Start of EXTRACTED ENTRIES

// 65816 instruction-level tests
//
// Each test boots a synthetic LoROM image and steps the CPU through a
// short machine-code program, then inspects registers, flags, and memory.

mod common;

use common::RomBuilder;
use snes_rs::cpu::flags;
use snes_rs::{Bus, Cartridge, Cpu};

/// Boot a CPU with `code` placed at $00:8000 (the reset target)
fn boot(code: &[u8]) -> (Cpu, Bus) {
    let rom = RomBuilder::new().code(0x8000, code).build();
    boot_image(&rom)
}

fn boot_image(rom: &[u8]) -> (Cpu, Bus) {
    let mut bus = Bus::new();
    bus.load_cartridge(Cartridge::from_bytes(rom).unwrap());
    let mut cpu = Cpu::new();
    cpu.reset(&mut bus);
    (cpu, bus)
}

/// Step the CPU `n` times
fn step_n(cpu: &mut Cpu, bus: &mut Bus, n: usize) {
    for _ in 0..n {
        cpu.step(bus);
    }
}

// ========================================
// Loads, Stores, and Width Switching
// ========================================

#[test]
fn test_lda_immediate_8bit() {
    let (mut cpu, mut bus) = boot(&[0xA9, 0x42, 0xDB]); // LDA #$42; STP
    cpu.step(&mut bus);
    assert_eq!(cpu.a & 0xFF, 0x42);
    assert!(!cpu.get_flag(flags::ZERO));
    assert!(!cpu.get_flag(flags::NEGATIVE));
}

#[test]
fn test_lda_sets_negative_and_zero() {
    let (mut cpu, mut bus) = boot(&[0xA9, 0x80, 0xA9, 0x00, 0xDB]);
    cpu.step(&mut bus);
    assert!(cpu.get_flag(flags::NEGATIVE), "bit 7 drives N in 8-bit mode");
    cpu.step(&mut bus);
    assert!(cpu.get_flag(flags::ZERO));
}

#[test]
fn test_sixteen_bit_immediate_after_rep() {
    // CLC; XCE; REP #$30; LDA #$1234; STP
    let (mut cpu, mut bus) = boot(&[0x18, 0xFB, 0xC2, 0x30, 0xA9, 0x34, 0x12, 0xDB]);
    step_n(&mut cpu, &mut bus, 4);
    assert!(!cpu.emulation);
    assert!(!cpu.memory_is_8bit());
    assert_eq!(cpu.a, 0x1234);
}

#[test]
fn test_sta_reaches_wram() {
    // LDA #$7A; STA $0042; STP
    let (mut cpu, mut bus) = boot(&[0xA9, 0x7A, 0x8D, 0x42, 0x00, 0xDB]);
    step_n(&mut cpu, &mut bus, 2);
    assert_eq!(bus.read(0x00_0042), 0x7A);
    assert_eq!(bus.read(0x7E_0042), 0x7A, "bank 0 mirrors WRAM");
}

#[test]
fn test_eight_bit_store_preserves_accumulator_high_byte() {
    // Native 16-bit, load $1234, drop to 8-bit, LDA #$56: A keeps $12 high
    let (mut cpu, mut bus) = boot(&[
        0x18, 0xFB, // native
        0xC2, 0x20, // REP #$20
        0xA9, 0x34, 0x12, // LDA #$1234
        0xE2, 0x20, // SEP #$20
        0xA9, 0x56, // LDA #$56
        0xDB,
    ]);
    step_n(&mut cpu, &mut bus, 6);
    assert_eq!(cpu.a, 0x1256);
}

// ========================================
// Mode Transitions
// ========================================

#[test]
fn test_xce_round_trip() {
    // XCE; XCE; STP - starting in emulation with C=0
    let (mut cpu, mut bus) = boot(&[0xFB, 0xFB, 0xDB]);
    assert!(cpu.emulation);
    assert!(!cpu.get_flag(flags::CARRY));

    cpu.step(&mut bus);
    assert!(!cpu.emulation, "E takes the old carry");
    assert!(cpu.get_flag(flags::CARRY), "C takes the old E");
    assert!(
        cpu.get_flag(flags::MEMORY_8) && cpu.get_flag(flags::INDEX_8),
        "M and X stay set until REP clears them"
    );

    cpu.sp = 0x1FF0; // native SP leaves page 1
    cpu.step(&mut bus);
    assert!(cpu.emulation, "second XCE returns to emulation");
    assert_eq!(cpu.sp & 0xFF00, 0x0100, "SP high byte forced to $01");
    assert!(cpu.get_flag(flags::MEMORY_8) && cpu.get_flag(flags::INDEX_8));
}

#[test]
fn test_rep_sep_round_trip() {
    // CLC; XCE; REP #$09; SEP #$09; STP
    let (mut cpu, mut bus) = boot(&[0x18, 0xFB, 0xC2, 0x09, 0xE2, 0x09, 0xDB]);
    step_n(&mut cpu, &mut bus, 2);
    let before = cpu.status;
    step_n(&mut cpu, &mut bus, 2);
    assert_eq!(cpu.status, before, "REP then SEP restores P");
}

#[test]
fn test_sp_stays_in_page_one_through_stack_ops() {
    // PHA; PHP; PLA; PLP; STP in emulation mode
    let (mut cpu, mut bus) = boot(&[0x48, 0x08, 0x68, 0x28, 0xDB]);
    for _ in 0..4 {
        cpu.step(&mut bus);
        assert_eq!(cpu.sp & 0xFF00, 0x0100, "E=1 keeps SP in page 1");
    }
}

// ========================================
// Arithmetic
// ========================================

#[test]
fn test_adc_overflow_and_carry() {
    // LDA #$7F; CLC; ADC #$01 -> $80, V set, C clear, N set
    let (mut cpu, mut bus) = boot(&[0xA9, 0x7F, 0x18, 0x69, 0x01, 0xDB]);
    step_n(&mut cpu, &mut bus, 3);
    assert_eq!(cpu.a & 0xFF, 0x80);
    assert!(cpu.get_flag(flags::OVERFLOW));
    assert!(!cpu.get_flag(flags::CARRY));
    assert!(cpu.get_flag(flags::NEGATIVE));
}

#[test]
fn test_adc_sets_carry_on_wrap() {
    // LDA #$FF; SEC; ADC #$00 -> $00, C set, Z set
    let (mut cpu, mut bus) = boot(&[0xA9, 0xFF, 0x38, 0x69, 0x00, 0xDB]);
    step_n(&mut cpu, &mut bus, 3);
    assert_eq!(cpu.a & 0xFF, 0x00);
    assert!(cpu.get_flag(flags::CARRY));
    assert!(cpu.get_flag(flags::ZERO));
}

#[test]
fn test_adc_decimal_mode() {
    // SED; LDA #$09; CLC; ADC #$01 -> BCD $10
    let (mut cpu, mut bus) = boot(&[0xF8, 0xA9, 0x09, 0x18, 0x69, 0x01, 0xDB]);
    step_n(&mut cpu, &mut bus, 4);
    assert_eq!(cpu.a & 0xFF, 0x10);
    assert!(!cpu.get_flag(flags::CARRY));
}

#[test]
fn test_sbc_decimal_mode() {
    // SED; LDA #$10; SEC; SBC #$01 -> BCD $09
    let (mut cpu, mut bus) = boot(&[0xF8, 0xA9, 0x10, 0x38, 0xE9, 0x01, 0xDB]);
    step_n(&mut cpu, &mut bus, 4);
    assert_eq!(cpu.a & 0xFF, 0x09);
    assert!(cpu.get_flag(flags::CARRY), "no borrow");
}

#[test]
fn test_adc_16bit_carry() {
    // native 16-bit: LDA #$FFFF; CLC; ADC #$0001 -> 0, C set, Z set
    let (mut cpu, mut bus) = boot(&[
        0x18, 0xFB, 0xC2, 0x30, 0xA9, 0xFF, 0xFF, 0x18, 0x69, 0x01, 0x00, 0xDB,
    ]);
    step_n(&mut cpu, &mut bus, 5);
    assert_eq!(cpu.a, 0);
    assert!(cpu.get_flag(flags::CARRY));
    assert!(cpu.get_flag(flags::ZERO));
}

#[test]
fn test_cmp_sets_carry_when_greater_or_equal() {
    // LDA #$40; CMP #$40 -> Z and C set
    let (mut cpu, mut bus) = boot(&[0xA9, 0x40, 0xC9, 0x40, 0xC9, 0x41, 0xDB]);
    step_n(&mut cpu, &mut bus, 2);
    assert!(cpu.get_flag(flags::ZERO));
    assert!(cpu.get_flag(flags::CARRY));
    cpu.step(&mut bus);
    assert!(!cpu.get_flag(flags::CARRY), "A < operand clears C");
}

// ========================================
// Shifts
// ========================================

#[test]
fn test_asl_and_ror_carry_chain() {
    // LDA #$81; ASL A -> $02, C=1; ROR A -> $81 (carry rotates back in)
    let (mut cpu, mut bus) = boot(&[0xA9, 0x81, 0x0A, 0x6A, 0xDB]);
    step_n(&mut cpu, &mut bus, 2);
    assert_eq!(cpu.a & 0xFF, 0x02);
    assert!(cpu.get_flag(flags::CARRY));
    cpu.step(&mut bus);
    assert_eq!(cpu.a & 0xFF, 0x81);
    assert!(!cpu.get_flag(flags::CARRY));
}

// ========================================
// Control Flow
// ========================================

#[test]
fn test_branch_taken_and_not_taken() {
    // LDA #$00; BNE +2 (not taken); BEQ +1 (taken, skips STP)
    let (mut cpu, mut bus) = boot(&[0xA9, 0x00, 0xD0, 0x02, 0xF0, 0x01, 0xDB, 0xA9, 0x11, 0xDB]);
    step_n(&mut cpu, &mut bus, 3);
    assert_eq!(cpu.pc, 0x8007, "BEQ jumped over the STP");
    cpu.step(&mut bus);
    assert_eq!(cpu.a & 0xFF, 0x11);
}

#[test]
fn test_jsr_rts() {
    let rom = RomBuilder::new()
        .code(0x8000, &[0x20, 0x10, 0x80, 0xDB]) // JSR $8010; STP
        .code(0x8010, &[0xA9, 0x55, 0x60]) // LDA #$55; RTS
        .build();
    let (mut cpu, mut bus) = boot_image(&rom);

    cpu.step(&mut bus);
    assert_eq!(cpu.pc, 0x8010);
    step_n(&mut cpu, &mut bus, 2);
    assert_eq!(cpu.a & 0xFF, 0x55);
    assert_eq!(cpu.pc, 0x8003, "RTS lands after the JSR operand");
}

#[test]
fn test_jsl_rtl() {
    let rom = RomBuilder::new()
        .code(0x8000, &[0x22, 0x20, 0x80, 0x00, 0xDB]) // JSL $00:8020; STP
        .code(0x8020, &[0x6B]) // RTL
        .build();
    let (mut cpu, mut bus) = boot_image(&rom);

    cpu.step(&mut bus);
    assert_eq!(cpu.pc, 0x8020);
    assert_eq!(cpu.pb, 0x00);
    cpu.step(&mut bus);
    assert_eq!(cpu.pc, 0x8004, "RTL lands after the JSL operand");
}

#[test]
fn test_jmp_indirect() {
    // Pointer at $0020 -> $8010
    let rom = RomBuilder::new()
        .code(0x8000, &[0x6C, 0x20, 0x00, 0xDB]) // JMP ($0020); STP
        .code(0x8010, &[0xA9, 0x99, 0xDB])
        .build();
    let (mut cpu, mut bus) = boot_image(&rom);
    bus.write(0x00_0020, 0x10);
    bus.write(0x00_0021, 0x80);

    cpu.step(&mut bus);
    assert_eq!(cpu.pc, 0x8010);
    cpu.step(&mut bus);
    assert_eq!(cpu.a & 0xFF, 0x99);
}

// ========================================
// Block Moves
// ========================================

#[test]
fn test_mvn_moves_block() {
    // Native 16-bit: move 4 bytes from $7E:1000 to $7E:1800
    let (mut cpu, mut bus) = boot(&[
        0x18, 0xFB, // native
        0xC2, 0x30, // 16-bit A and indexes
        0xA9, 0x03, 0x00, // LDA #$0003 (count - 1)
        0xA2, 0x00, 0x10, // LDX #$1000
        0xA0, 0x00, 0x18, // LDY #$1800
        0x54, 0x7E, 0x7E, // MVN $7E,$7E
        0xDB,
    ]);
    for (i, value) in [0xDE, 0xAD, 0xBE, 0xEF].iter().enumerate() {
        bus.write(0x7E_1000 + i as u32, *value);
    }

    step_n(&mut cpu, &mut bus, 6);
    // MVN executes once per byte, rewinding PC until A wraps
    step_n(&mut cpu, &mut bus, 4);

    assert_eq!(cpu.a, 0xFFFF);
    assert_eq!(cpu.x, 0x1004);
    assert_eq!(cpu.y, 0x1804);
    assert_eq!(cpu.db, 0x7E);
    for (i, value) in [0xDE, 0xAD, 0xBE, 0xEF].iter().enumerate() {
        assert_eq!(bus.read(0x7E_1800 + i as u32), *value, "byte {}", i);
    }
    cpu.step(&mut bus);
    assert!(cpu.stopped, "PC moved past the MVN when done");
}

// ========================================
// Interrupts
// ========================================

#[test]
fn test_nmi_vectors_through_emulation_table() {
    let rom = RomBuilder::new()
        .code(0x8000, &[0xEA, 0xEA, 0xEA]) // NOPs
        .code(0x9000, &[0xE6, 0x10, 0x40]) // INC $10; RTI
        .set_nmi_vector(0x9000)
        .build();
    let (mut cpu, mut bus) = boot_image(&rom);

    cpu.step(&mut bus); // one NOP
    let return_pc = cpu.pc;
    cpu.raise_nmi();
    cpu.step(&mut bus); // service
    assert_eq!(cpu.pc, 0x9000);
    assert!(cpu.get_flag(flags::IRQ_DISABLE));

    step_n(&mut cpu, &mut bus, 2); // INC; RTI
    assert_eq!(bus.read(0x00_0010), 1, "handler ran");
    assert_eq!(cpu.pc, return_pc, "RTI resumes the interrupted flow");
}

#[test]
fn test_irq_masked_by_i_flag() {
    let (mut cpu, mut bus) = boot(&[0xEA, 0xEA, 0xDB]);
    // I is set after reset; an asserted IRQ must not be serviced
    cpu.set_irq(true);
    cpu.step(&mut bus);
    assert_eq!(cpu.pc, 0x8001, "NOP executed, no vectoring");
}

#[test]
fn test_wai_wakes_without_service_when_masked() {
    // WAI; LDA #$01; STP
    let (mut cpu, mut bus) = boot(&[0xCB, 0xA9, 0x01, 0xDB]);
    cpu.step(&mut bus); // WAI
    assert!(cpu.waiting);

    let pc = cpu.pc;
    cpu.step(&mut bus);
    assert_eq!(cpu.pc, pc, "still asleep");

    // Masked IRQ wakes the core but is not serviced
    cpu.set_irq(true);
    cpu.step(&mut bus);
    assert_eq!(cpu.a & 0xFF, 0x01, "execution continued after WAI");
}

#[test]
fn test_stp_halts_core() {
    let (mut cpu, mut bus) = boot(&[0xDB, 0xA9, 0x01]);
    cpu.step(&mut bus);
    assert!(cpu.stopped);
    let pc = cpu.pc;
    step_n(&mut cpu, &mut bus, 3);
    assert_eq!(cpu.pc, pc, "a stopped core makes no progress");
    assert_eq!(cpu.a & 0xFF, 0x00);
}

// ========================================
// Miscellaneous
// ========================================

#[test]
fn test_xba_swaps_bytes() {
    // Native 16-bit: LDA #$1234; XBA -> $3412, NZ from new low byte
    let (mut cpu, mut bus) = boot(&[0x18, 0xFB, 0xC2, 0x20, 0xA9, 0x34, 0x12, 0xEB, 0xDB]);
    step_n(&mut cpu, &mut bus, 4);
    assert_eq!(cpu.a, 0x3412);
    assert!(!cpu.get_flag(flags::ZERO));
}

#[test]
fn test_tsb_trb() {
    // LDA #$0F; TSB $20; LDA #$03; TRB $20; STP
    let (mut cpu, mut bus) = boot(&[
        0xA9, 0x0F, 0x04, 0x20, 0xA9, 0x03, 0x14, 0x20, 0xDB,
    ]);
    bus.write(0x00_0020, 0xF0);

    step_n(&mut cpu, &mut bus, 2);
    assert_eq!(bus.read(0x00_0020), 0xFF, "TSB ors A into memory");
    assert!(cpu.get_flag(flags::ZERO), "A & old memory was zero");

    step_n(&mut cpu, &mut bus, 2);
    assert_eq!(bus.read(0x00_0020), 0xFC, "TRB clears A's bits");
    assert!(!cpu.get_flag(flags::ZERO));
}

#[test]
fn test_pea_pushes_immediate() {
    let (mut cpu, mut bus) = boot(&[0xF4, 0x34, 0x12, 0xDB]); // PEA $1234
    let sp = cpu.sp;
    cpu.step(&mut bus);
    assert_eq!(cpu.sp, sp.wrapping_sub(2));
    assert_eq!(bus.read(sp as u32), 0x12);
    assert_eq!(bus.read(sp.wrapping_sub(1) as u32), 0x34);
}

#[test]
fn test_direct_page_register_offsets_zero_page() {
    // Native: LDA #$0300 -> TCD; SEP #$20; LDA #$77; STA $10 -> $0310
    let (mut cpu, mut bus) = boot(&[
        0x18, 0xFB, 0xC2, 0x20, 0xA9, 0x00, 0x03, 0x5B, 0xE2, 0x20, 0xA9, 0x77, 0x85, 0x10, 0xDB,
    ]);
    step_n(&mut cpu, &mut bus, 8);
    assert_eq!(bus.read(0x00_0310), 0x77, "D register shifts the page");
}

End of EXTRACTED ENTRIES

● **EXERCISE OBJECTIVE**: Print the lines above from the one with "assert_eq!(cpu.a & 0xFF, 0x81);" through the one with "JSR $8010; STP", both included, exactly as written and nothing more.

● **RESULT OF THE EXERCISE**:
    assert_eq!(cpu.a & 0xFF, 0x81);
    assert!(!cpu.get_flag(flags::CARRY));
}

// ========================================
// Control Flow
// ========================================

#[test]
fn test_branch_taken_and_not_taken() {
    // LDA #$00; BNE +2 (not taken); BEQ +1 (taken, skips STP)
    let (mut cpu, mut bus) = boot(&[0xA9, 0x00, 0xD0, 0x02, 0xF0, 0x01, 0xDB, 0xA9, 0x11, 0xDB]);
    step_n(&mut cpu, &mut bus, 3);
    assert_eq!(cpu.pc, 0x8007, "BEQ jumped over the STP");
    cpu.step(&mut bus);
    assert_eq!(cpu.a & 0xFF, 0x11);
}

#[test]
fn test_jsr_rts() {
    let rom = RomBuilder::new()
        .code(0x8000, &[0x20, 0x10, 0x80, 0xDB]) // JSR $8010; STP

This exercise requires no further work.